Building a Distributed Rate Limiter with Go, Redis, and Lua
8/24/2025
When building public APIs or high-traffic web services, one crucial concern is controlling the flow of requests. That’s where rate limiting comes in. It’s a technique used to limit the number of operations a user or client can perform in a given time frame. Without it, your system could easily be overwhelmed — whether from malicious bots, unintentional client-side bugs, or just heavy usage during peak times.
The Problem with Scaling
Implementing rate limiting is straightforward in a single-server setup. But once your system is running multiple instances across different containers or servers, local state falls apart. A client could hit three different servers and get three times the allowed rate. To solve this, we need a centralized, consistent, and atomic way to track rate limits — enter Redis.
Architecture Overview
To ensure consistent rate limiting across multiple distributed services, Redis acts as the backbone. It holds the token bucket state for each client, accessible by all servers in real-time. Clients send requests to an API Gateway, which load balances them across backend instances. Each server then checks Redis using a Lua script that implements the token bucket algorithm.
The Token Bucket Algorithm
The Token Bucket Algorithm is a popular strategy that allows bursty traffic while enforcing a steady average rate. It works like a bucket that fills up with tokens at a fixed rate. Each incoming request consumes one token. If the bucket is empty, the request is denied.

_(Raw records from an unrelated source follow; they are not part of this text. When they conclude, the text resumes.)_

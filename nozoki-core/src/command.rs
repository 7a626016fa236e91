//! REPLコマンド

/// REPLコマンド
#[derive(Debug, Clone, PartialEq, Eq)]
pub enum Command {
    /// オブジェクトを解析（アドレス文字列と型ヒント）
    Inspect {
        address: String,
        type_hint: Option<String>,
    },
    /// 生存しているビュー一覧
    Views,
    /// ビューを解放
    Release(u64),
    /// ヘルプ表示
    Help,
    /// 終了
    Quit,
}

impl Command {
    /// コマンド文字列をパースする
    pub fn parse(input: &str) -> Option<Self> {
        let parts: Vec<&str> = input.split_whitespace().collect();
        if parts.is_empty() {
            return None;
        }

        match parts[0] {
            "inspect" | "i" | "p" => {
                let address = parts.get(1)?;
                Some(Command::Inspect {
                    address: address.to_string(),
                    type_hint: parts.get(2).map(|s| s.to_string()),
                })
            }
            "views" | "v" => Some(Command::Views),
            "release" | "r" => {
                let id = parts.get(1)?.trim_start_matches('#');
                id.parse().ok().map(Command::Release)
            }
            "help" | "h" | "?" => Some(Command::Help),
            "quit" | "q" | "exit" => Some(Command::Quit),
            _ => None,
        }
    }
}
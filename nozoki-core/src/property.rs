//! オブジェクトのプロパティ

use crate::access::MemoryAccessResult;

/// プロパティの種類
#[derive(Debug, Clone, Copy, PartialEq, Eq, Hash)]
#[repr(u8)]
pub enum PropertyKind {
    /// 単一の値
    Single = 0,
    /// 要素数が分かっている配列
    ArrayOfKnownSize = 1,
    /// 要素数を読み取るアドレスが無効だった配列
    ArrayOfUnknownSizeDueToInvalidMemory = 2,
    /// 要素数を読み取るアドレスは有効だが読めなかった配列
    ArrayOfUnknownSizeDueToValidButInaccessibleMemory = 3,
}

impl PropertyKind {
    /// 配列の種類か
    pub fn is_array(&self) -> bool {
        !matches!(self, PropertyKind::Single)
    }

    /// 要素数が不明な配列か
    pub fn is_unknown_size(&self) -> bool {
        matches!(
            self,
            PropertyKind::ArrayOfUnknownSizeDueToInvalidMemory
                | PropertyKind::ArrayOfUnknownSizeDueToValidButInaccessibleMemory
        )
    }
}

/// 配列長の読み取り結果から配列の種類を決める
///
/// 読み取りに失敗しても構築を中断せず、要素数不明の種類に落とします。
pub fn get_array_kind(mem_result: MemoryAccessResult) -> PropertyKind {
    match mem_result {
        MemoryAccessResult::Ok => PropertyKind::ArrayOfKnownSize,
        MemoryAccessResult::AddressNotValid | MemoryAccessResult::Moved { .. } => {
            PropertyKind::ArrayOfUnknownSizeDueToInvalidMemory
        }
        MemoryAccessResult::AddressValidButInaccessible | MemoryAccessResult::Partial { .. } => {
            PropertyKind::ArrayOfUnknownSizeDueToValidButInaccessibleMemory
        }
    }
}

/// オブジェクトの名前付き・型付きプロパティ
///
/// 構築後は変更しません。
#[derive(Debug, Clone, PartialEq, Eq)]
pub struct ObjectProperty {
    name: String,
    type_name: String,
    decompressed_type: String,
    address: u64,
    num_values: u64,
    kind: PropertyKind,
    validity: MemoryAccessResult,
}

impl ObjectProperty {
    /// 単一値のプロパティを作成する
    pub fn new(
        name: impl Into<String>,
        type_name: impl Into<String>,
        decompressed_type: impl Into<String>,
        address: u64,
    ) -> Self {
        Self::array(
            name,
            type_name,
            decompressed_type,
            address,
            1,
            PropertyKind::Single,
        )
    }

    /// 配列のプロパティを作成する
    pub fn array(
        name: impl Into<String>,
        type_name: impl Into<String>,
        decompressed_type: impl Into<String>,
        address: u64,
        num_values: u64,
        kind: PropertyKind,
    ) -> Self {
        Self {
            name: name.into(),
            type_name: type_name.into(),
            decompressed_type: decompressed_type.into(),
            address,
            num_values,
            kind,
            validity: MemoryAccessResult::Ok,
        }
    }

    /// 値の読み取り結果を記録する
    pub fn with_validity(mut self, validity: MemoryAccessResult) -> Self {
        self.validity = validity;
        self
    }

    pub fn name(&self) -> &str {
        &self.name
    }

    /// 宣言された型名（圧縮ポインタのエイリアスの場合がある）
    pub fn type_name(&self) -> &str {
        &self.type_name
    }

    /// 展開後の型名
    pub fn decompressed_type(&self) -> &str {
        &self.decompressed_type
    }

    /// 値が始まるデバッグ対象のアドレス
    pub fn address(&self) -> u64 {
        self.address
    }

    pub fn num_values(&self) -> u64 {
        self.num_values
    }

    pub fn kind(&self) -> PropertyKind {
        self.kind
    }

    pub fn validity(&self) -> MemoryAccessResult {
        self.validity
    }

    /// 値を読み取れたか
    pub fn is_readable(&self) -> bool {
        self.validity.is_ok()
    }
}

impl std::fmt::Display for ObjectProperty {
    fn fmt(&self, f: &mut std::fmt::Formatter) -> std::fmt::Result {
        write!(f, "{}: {}", self.name, self.decompressed_type)?;
        if self.type_name != self.decompressed_type {
            write!(f, " (as {})", self.type_name)?;
        }
        write!(f, " @ 0x{:x}", self.address)?;
        match self.kind {
            PropertyKind::Single => {}
            PropertyKind::ArrayOfKnownSize => write!(f, " [{}]", self.num_values)?,
            _ => write!(f, " [?]")?,
        }
        if !self.is_readable() {
            write!(f, " <unreadable: {}>", self.validity)?;
        }
        Ok(())
    }
}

Implementing Atomicity with Lua
To prevent race conditions in high-concurrency environments, we use Lua scripts. Lua is a lightweight scripting language that Redis natively supports through its EVAL
command. By embedding our token bucket logic in a Lua script, we ensure that the operations—like reading the token count, calculating refills, and updating values—are executed as a single atomic transaction.
Project Setup
To simulate a real-world distributed environment, we used Docker Compose to spin up multiple backend Go servers, a centralized Redis instance, and an NGINX API Gateway for load balancing. This setup helps mimic production-like traffic flow and ensures consistent rate-limiting decisions across all instances.